Instructions to follow: Copy all the lines of the data that include the word "ClientConfig".

Data supplied:
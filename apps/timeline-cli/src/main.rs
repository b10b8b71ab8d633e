//! timeline-cli: fetch a feed through the sync engine and print it

mod config;

use anyhow::{anyhow, Context, Result};
use clap::Parser;
use config::{CliConfig, LogFormat};
use mastodon_client::{ClientConfig, HttpTransport, SearchLookup};
use prometheus::{Encoder, Registry, TextEncoder};
use std::sync::Arc;
use timeline_sync::ports::{MemoryPreferences, StaticCapabilities, Transport};
use timeline_sync::{
    EngineConfig, FeedKey, FeedKind, FetchOutcome, Item, TimelineEngine, TimelineMetrics,
};
use tracing::info;
use tracing_subscriber::{fmt, layer::SubscriberExt, util::SubscriberInitExt, EnvFilter};

#[derive(Parser, Debug)]
#[command(author, version, about = "Fetch a timeline and print its items")]
struct Args {
    /// Feed kind: following, local, hashtag, list, account, ...
    kind: FeedKind,
    /// Hashtag, list id or account id (account falls back to TUSK_ACCOUNT_ID)
    param: Option<String>,
    /// Number of pages to fetch
    #[arg(long, default_value_t = 1)]
    pages: usize,
    /// Print collected metrics to stderr when done
    #[arg(long)]
    metrics: bool,
}

fn feed_key(args: &Args, client: &ClientConfig) -> Result<FeedKey> {
    let param = || args.param.clone().context("this feed kind needs a parameter");
    Ok(match args.kind {
        FeedKind::Following => FeedKey::following(),
        FeedKind::Local => FeedKey::Local,
        FeedKind::LocalPublic => FeedKey::LocalPublic,
        FeedKind::Trending => FeedKey::Trending,
        FeedKind::Notifications => FeedKey::Notifications,
        FeedKind::Account => {
            let id = args
                .param
                .clone()
                .or_else(|| client.account_id.clone())
                .context("account feed needs an id or TUSK_ACCOUNT_ID")?;
            FeedKey::account(id, true, false)
        }
        FeedKind::Hashtag => FeedKey::hashtag(param()?),
        FeedKind::List => FeedKey::list(param()?),
        FeedKind::Conversations => FeedKey::Conversations,
        FeedKind::Bookmarks => FeedKey::Bookmarks,
        FeedKind::Favourites => FeedKey::Favourites,
    })
}

fn init_tracing(config: &CliConfig) {
    let filter =
        EnvFilter::try_from_default_env().unwrap_or_else(|_| EnvFilter::new(&config.log_level));
    let registry = tracing_subscriber::registry().with(filter);
    match config.log_format {
        LogFormat::Json => registry
            .with(fmt::layer().json().with_writer(std::io::stderr))
            .init(),
        LogFormat::Text => registry.with(fmt::layer().with_writer(std::io::stderr)).init(),
    }
}

fn describe(item: &Item) -> String {
    match item {
        Item::Status(status) => {
            let shown = status.reblog.as_deref().unwrap_or(status);
            let marker = if status.shown_pinned { " [pinned]" } else { "" };
            format!("{} @{}{}: {}", status.id, shown.account.acct, marker, shown.content)
        }
        Item::Notification(n) => format!("{} {} from @{}", n.id, n.category, n.account.acct),
        Item::Conversation(c) => {
            let with: Vec<&str> = c.accounts.iter().map(|a| a.acct.as_str()).collect();
            format!("{} conversation with {}", c.id, with.join(", "))
        }
    }
}

#[tokio::main]
async fn main() -> Result<()> {
    dotenv::dotenv().ok();

    let cli_config = CliConfig::from_env().map_err(|e| anyhow!("{}", e))?;
    init_tracing(&cli_config);

    let args = Args::parse();
    let client_config = ClientConfig::from_env().map_err(|e| anyhow!("{}", e))?;
    let engine_config = EngineConfig::from_env().map_err(|e| anyhow!("{}", e))?;
    let key = feed_key(&args, &client_config)?;

    let registry = Registry::new();
    TimelineMetrics::register(&registry).context("failed to register metrics")?;

    let transport: Arc<dyn Transport> =
        Arc::new(HttpTransport::new(&client_config).context("failed to build HTTP transport")?);
    let engine = TimelineEngine::new(
        transport.clone(),
        Arc::new(StaticCapabilities::default()),
        Arc::new(MemoryPreferences::new()),
        Arc::new(SearchLookup::new(transport)),
        engine_config,
    );

    info!(feed = %key, pages = args.pages, "Loading feed");
    let feed = engine.feed(key.clone());
    feed.load().await.with_context(|| format!("failed to load {}", key))?;
    for _ in 1..args.pages {
        if feed.fetch_next().await? == FetchOutcome::NoNextPage {
            break;
        }
    }

    let view = feed.view();
    for item in &view.items {
        println!("{}", describe(item));
    }
    info!(items = view.items.len(), has_next = view.has_next, "Done");

    if args.metrics {
        let mut buffer = Vec::new();
        TextEncoder::new()
            .encode(&registry.gather(), &mut buffer)
            .context("failed to encode metrics")?;
        eprintln!("{}", String::from_utf8_lossy(&buffer));
    }

    Ok(())
}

Reply to the exercise:
use mastodon_client::{ClientConfig, HttpTransport, SearchLookup};
fn feed_key(args: &Args, client: &ClientConfig) -> Result<FeedKey> {
    let client_config = ClientConfig::from_env().map_err(|e| anyhow!("{}", e))?;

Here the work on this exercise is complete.